> The problem:
Only the lines below between the ones containing "use crate::module::Module;" and "out[i] = (row[i]", inclusive, are to be reproduced, each exactly as it stands.

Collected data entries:
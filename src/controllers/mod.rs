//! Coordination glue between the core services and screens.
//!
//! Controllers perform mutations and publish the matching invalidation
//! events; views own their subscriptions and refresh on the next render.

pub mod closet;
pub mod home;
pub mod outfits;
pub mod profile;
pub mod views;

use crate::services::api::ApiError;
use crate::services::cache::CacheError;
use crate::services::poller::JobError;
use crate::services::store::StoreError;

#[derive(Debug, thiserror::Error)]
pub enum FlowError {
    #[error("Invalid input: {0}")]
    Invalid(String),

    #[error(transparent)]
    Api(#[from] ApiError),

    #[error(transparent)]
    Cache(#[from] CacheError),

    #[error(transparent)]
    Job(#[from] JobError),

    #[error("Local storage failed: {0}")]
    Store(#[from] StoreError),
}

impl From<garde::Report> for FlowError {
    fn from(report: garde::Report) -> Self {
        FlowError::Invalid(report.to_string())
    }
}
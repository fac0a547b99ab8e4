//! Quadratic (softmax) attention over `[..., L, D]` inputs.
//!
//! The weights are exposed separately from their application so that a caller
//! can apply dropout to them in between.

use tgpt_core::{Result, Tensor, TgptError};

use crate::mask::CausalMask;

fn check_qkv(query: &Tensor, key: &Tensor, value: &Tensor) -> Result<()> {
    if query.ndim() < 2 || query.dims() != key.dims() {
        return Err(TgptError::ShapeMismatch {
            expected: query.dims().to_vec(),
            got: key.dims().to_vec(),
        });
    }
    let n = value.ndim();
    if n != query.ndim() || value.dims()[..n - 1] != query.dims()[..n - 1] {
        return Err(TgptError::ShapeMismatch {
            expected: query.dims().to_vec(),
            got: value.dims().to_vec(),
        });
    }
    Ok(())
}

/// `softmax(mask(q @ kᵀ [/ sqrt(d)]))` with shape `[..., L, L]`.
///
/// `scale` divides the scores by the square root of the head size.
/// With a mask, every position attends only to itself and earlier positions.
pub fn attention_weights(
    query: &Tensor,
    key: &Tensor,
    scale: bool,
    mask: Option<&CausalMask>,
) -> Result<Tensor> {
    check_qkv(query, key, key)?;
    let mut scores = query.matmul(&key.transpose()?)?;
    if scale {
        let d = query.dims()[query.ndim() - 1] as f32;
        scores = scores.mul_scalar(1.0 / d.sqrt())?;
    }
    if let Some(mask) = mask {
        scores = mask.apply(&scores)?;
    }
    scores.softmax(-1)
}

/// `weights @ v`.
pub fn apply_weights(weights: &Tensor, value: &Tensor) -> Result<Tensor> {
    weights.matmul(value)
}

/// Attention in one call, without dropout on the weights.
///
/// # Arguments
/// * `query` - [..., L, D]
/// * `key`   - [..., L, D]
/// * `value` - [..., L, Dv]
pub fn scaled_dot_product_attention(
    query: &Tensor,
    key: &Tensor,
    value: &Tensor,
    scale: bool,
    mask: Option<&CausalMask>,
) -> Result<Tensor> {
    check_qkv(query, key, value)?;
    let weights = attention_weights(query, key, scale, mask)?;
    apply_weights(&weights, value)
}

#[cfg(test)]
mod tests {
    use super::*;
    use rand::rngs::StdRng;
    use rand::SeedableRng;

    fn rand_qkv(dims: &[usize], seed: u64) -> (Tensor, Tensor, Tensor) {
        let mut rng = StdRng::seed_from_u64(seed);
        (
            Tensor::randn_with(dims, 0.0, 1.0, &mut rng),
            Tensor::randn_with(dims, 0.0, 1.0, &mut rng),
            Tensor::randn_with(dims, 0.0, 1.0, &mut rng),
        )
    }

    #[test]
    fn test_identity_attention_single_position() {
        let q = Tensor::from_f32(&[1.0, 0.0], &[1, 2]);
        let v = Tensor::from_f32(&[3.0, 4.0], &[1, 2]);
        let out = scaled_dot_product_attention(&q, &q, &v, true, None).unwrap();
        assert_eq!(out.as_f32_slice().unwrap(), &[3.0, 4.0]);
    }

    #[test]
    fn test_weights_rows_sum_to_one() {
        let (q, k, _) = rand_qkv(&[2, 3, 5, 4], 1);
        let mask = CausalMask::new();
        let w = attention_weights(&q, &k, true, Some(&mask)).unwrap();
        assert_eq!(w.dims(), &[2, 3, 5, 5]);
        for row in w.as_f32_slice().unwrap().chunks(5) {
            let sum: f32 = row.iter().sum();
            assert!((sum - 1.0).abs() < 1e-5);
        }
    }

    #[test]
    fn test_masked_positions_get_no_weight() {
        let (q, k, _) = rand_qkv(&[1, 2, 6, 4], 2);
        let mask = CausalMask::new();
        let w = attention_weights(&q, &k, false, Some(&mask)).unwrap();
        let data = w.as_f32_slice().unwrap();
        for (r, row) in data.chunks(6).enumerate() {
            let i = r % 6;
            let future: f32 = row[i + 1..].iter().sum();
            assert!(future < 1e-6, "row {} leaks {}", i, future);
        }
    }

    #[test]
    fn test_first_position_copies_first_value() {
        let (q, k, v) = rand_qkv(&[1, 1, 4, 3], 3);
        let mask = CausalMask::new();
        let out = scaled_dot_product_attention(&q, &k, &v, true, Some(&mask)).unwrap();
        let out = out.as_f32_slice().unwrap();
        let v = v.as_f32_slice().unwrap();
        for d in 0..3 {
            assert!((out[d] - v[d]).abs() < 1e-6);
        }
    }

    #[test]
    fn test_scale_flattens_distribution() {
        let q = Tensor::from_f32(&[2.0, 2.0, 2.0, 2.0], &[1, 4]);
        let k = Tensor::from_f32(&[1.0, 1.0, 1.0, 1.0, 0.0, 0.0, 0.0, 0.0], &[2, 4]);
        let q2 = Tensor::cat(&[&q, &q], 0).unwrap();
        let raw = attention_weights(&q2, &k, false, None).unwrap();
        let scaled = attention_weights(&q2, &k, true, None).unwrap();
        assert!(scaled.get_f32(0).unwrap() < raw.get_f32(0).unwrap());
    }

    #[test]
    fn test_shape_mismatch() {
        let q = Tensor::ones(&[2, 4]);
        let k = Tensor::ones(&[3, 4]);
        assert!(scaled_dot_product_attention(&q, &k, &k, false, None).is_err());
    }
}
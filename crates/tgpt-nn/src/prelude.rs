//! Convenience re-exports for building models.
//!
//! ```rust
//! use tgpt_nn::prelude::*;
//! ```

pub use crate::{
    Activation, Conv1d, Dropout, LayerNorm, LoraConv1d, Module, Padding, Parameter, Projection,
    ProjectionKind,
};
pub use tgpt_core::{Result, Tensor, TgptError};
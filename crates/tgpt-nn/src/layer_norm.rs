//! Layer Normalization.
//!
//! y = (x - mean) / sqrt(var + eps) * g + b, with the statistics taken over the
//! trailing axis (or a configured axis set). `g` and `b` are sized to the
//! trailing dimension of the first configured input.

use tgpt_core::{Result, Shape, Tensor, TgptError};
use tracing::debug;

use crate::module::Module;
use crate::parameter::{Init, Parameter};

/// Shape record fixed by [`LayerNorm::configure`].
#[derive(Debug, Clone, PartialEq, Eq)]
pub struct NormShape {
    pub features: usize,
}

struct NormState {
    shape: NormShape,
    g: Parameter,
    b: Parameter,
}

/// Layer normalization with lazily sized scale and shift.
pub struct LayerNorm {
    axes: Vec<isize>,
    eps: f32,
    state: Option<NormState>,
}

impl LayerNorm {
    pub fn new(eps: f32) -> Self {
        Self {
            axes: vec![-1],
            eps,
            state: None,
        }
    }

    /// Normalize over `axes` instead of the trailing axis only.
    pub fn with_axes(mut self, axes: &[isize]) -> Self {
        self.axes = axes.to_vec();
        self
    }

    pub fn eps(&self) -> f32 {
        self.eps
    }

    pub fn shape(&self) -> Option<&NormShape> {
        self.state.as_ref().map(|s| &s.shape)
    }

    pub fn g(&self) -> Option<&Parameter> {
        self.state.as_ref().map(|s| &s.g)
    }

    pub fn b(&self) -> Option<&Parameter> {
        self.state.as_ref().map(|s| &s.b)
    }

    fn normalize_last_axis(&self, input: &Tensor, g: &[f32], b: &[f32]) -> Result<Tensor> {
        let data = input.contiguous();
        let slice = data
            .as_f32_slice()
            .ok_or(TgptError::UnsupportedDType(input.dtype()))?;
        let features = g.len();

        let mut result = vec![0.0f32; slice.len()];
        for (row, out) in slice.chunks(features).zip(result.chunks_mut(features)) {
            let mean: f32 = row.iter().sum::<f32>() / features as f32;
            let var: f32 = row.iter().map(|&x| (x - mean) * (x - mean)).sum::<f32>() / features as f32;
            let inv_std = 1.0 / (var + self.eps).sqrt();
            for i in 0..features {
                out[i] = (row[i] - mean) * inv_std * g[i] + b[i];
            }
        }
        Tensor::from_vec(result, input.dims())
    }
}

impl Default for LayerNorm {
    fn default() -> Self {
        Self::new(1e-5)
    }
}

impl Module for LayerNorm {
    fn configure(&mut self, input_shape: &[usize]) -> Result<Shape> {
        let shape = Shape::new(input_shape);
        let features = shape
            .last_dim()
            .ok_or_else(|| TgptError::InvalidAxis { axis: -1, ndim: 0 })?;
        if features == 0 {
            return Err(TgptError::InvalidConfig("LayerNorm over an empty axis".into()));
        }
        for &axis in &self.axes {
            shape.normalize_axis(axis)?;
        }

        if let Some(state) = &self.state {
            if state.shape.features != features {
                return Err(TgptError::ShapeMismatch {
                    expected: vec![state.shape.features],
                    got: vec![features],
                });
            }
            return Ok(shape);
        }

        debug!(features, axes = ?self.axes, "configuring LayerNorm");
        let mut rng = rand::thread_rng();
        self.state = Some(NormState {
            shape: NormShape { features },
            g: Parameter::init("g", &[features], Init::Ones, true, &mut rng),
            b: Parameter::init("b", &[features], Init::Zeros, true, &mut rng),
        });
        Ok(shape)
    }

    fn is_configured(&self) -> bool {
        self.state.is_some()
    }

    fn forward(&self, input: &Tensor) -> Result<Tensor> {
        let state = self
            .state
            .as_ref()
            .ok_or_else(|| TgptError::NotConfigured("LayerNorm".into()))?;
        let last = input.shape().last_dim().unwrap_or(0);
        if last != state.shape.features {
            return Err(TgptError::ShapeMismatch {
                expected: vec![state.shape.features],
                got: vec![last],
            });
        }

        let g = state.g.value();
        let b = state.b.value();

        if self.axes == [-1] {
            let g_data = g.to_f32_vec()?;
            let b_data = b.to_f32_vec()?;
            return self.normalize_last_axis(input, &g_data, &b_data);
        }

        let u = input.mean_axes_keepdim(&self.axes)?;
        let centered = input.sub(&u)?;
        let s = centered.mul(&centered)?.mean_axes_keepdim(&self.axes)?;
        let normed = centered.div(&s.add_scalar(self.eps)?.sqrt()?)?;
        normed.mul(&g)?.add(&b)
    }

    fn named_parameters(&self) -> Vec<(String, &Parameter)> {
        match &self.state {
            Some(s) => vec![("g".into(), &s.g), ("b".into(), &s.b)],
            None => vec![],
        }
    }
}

> Task output:
use crate::module::Module;
use crate::parameter::{Init, Parameter};

/// Shape record fixed by [`LayerNorm::configure`].
#[derive(Debug, Clone, PartialEq, Eq)]
pub struct NormShape {
    pub features: usize,
}

struct NormState {
    shape: NormShape,
    g: Parameter,
    b: Parameter,
}

/// Layer normalization with lazily sized scale and shift.
pub struct LayerNorm {
    axes: Vec<isize>,
    eps: f32,
    state: Option<NormState>,
}

impl LayerNorm {
    pub fn new(eps: f32) -> Self {
        Self {
            axes: vec![-1],
            eps,
            state: None,
        }
    }

    /// Normalize over `axes` instead of the trailing axis only.
    pub fn with_axes(mut self, axes: &[isize]) -> Self {
        self.axes = axes.to_vec();
        self
    }

    pub fn eps(&self) -> f32 {
        self.eps
    }

    pub fn shape(&self) -> Option<&NormShape> {
        self.state.as_ref().map(|s| &s.shape)
    }

    pub fn g(&self) -> Option<&Parameter> {
        self.state.as_ref().map(|s| &s.g)
    }

    pub fn b(&self) -> Option<&Parameter> {
        self.state.as_ref().map(|s| &s.b)
    }

    fn normalize_last_axis(&self, input: &Tensor, g: &[f32], b: &[f32]) -> Result<Tensor> {
        let data = input.contiguous();
        let slice = data
            .as_f32_slice()
            .ok_or(TgptError::UnsupportedDType(input.dtype()))?;
        let features = g.len();

        let mut result = vec![0.0f32; slice.len()];
        for (row, out) in slice.chunks(features).zip(result.chunks_mut(features)) {
            let mean: f32 = row.iter().sum::<f32>() / features as f32;
            let var: f32 = row.iter().map(|&x| (x - mean) * (x - mean)).sum::<f32>() / features as f32;
            let inv_std = 1.0 / (var + self.eps).sqrt();
            for i in 0..features {
                out[i] = (row[i] - mean) * inv_std * g[i] + b[i];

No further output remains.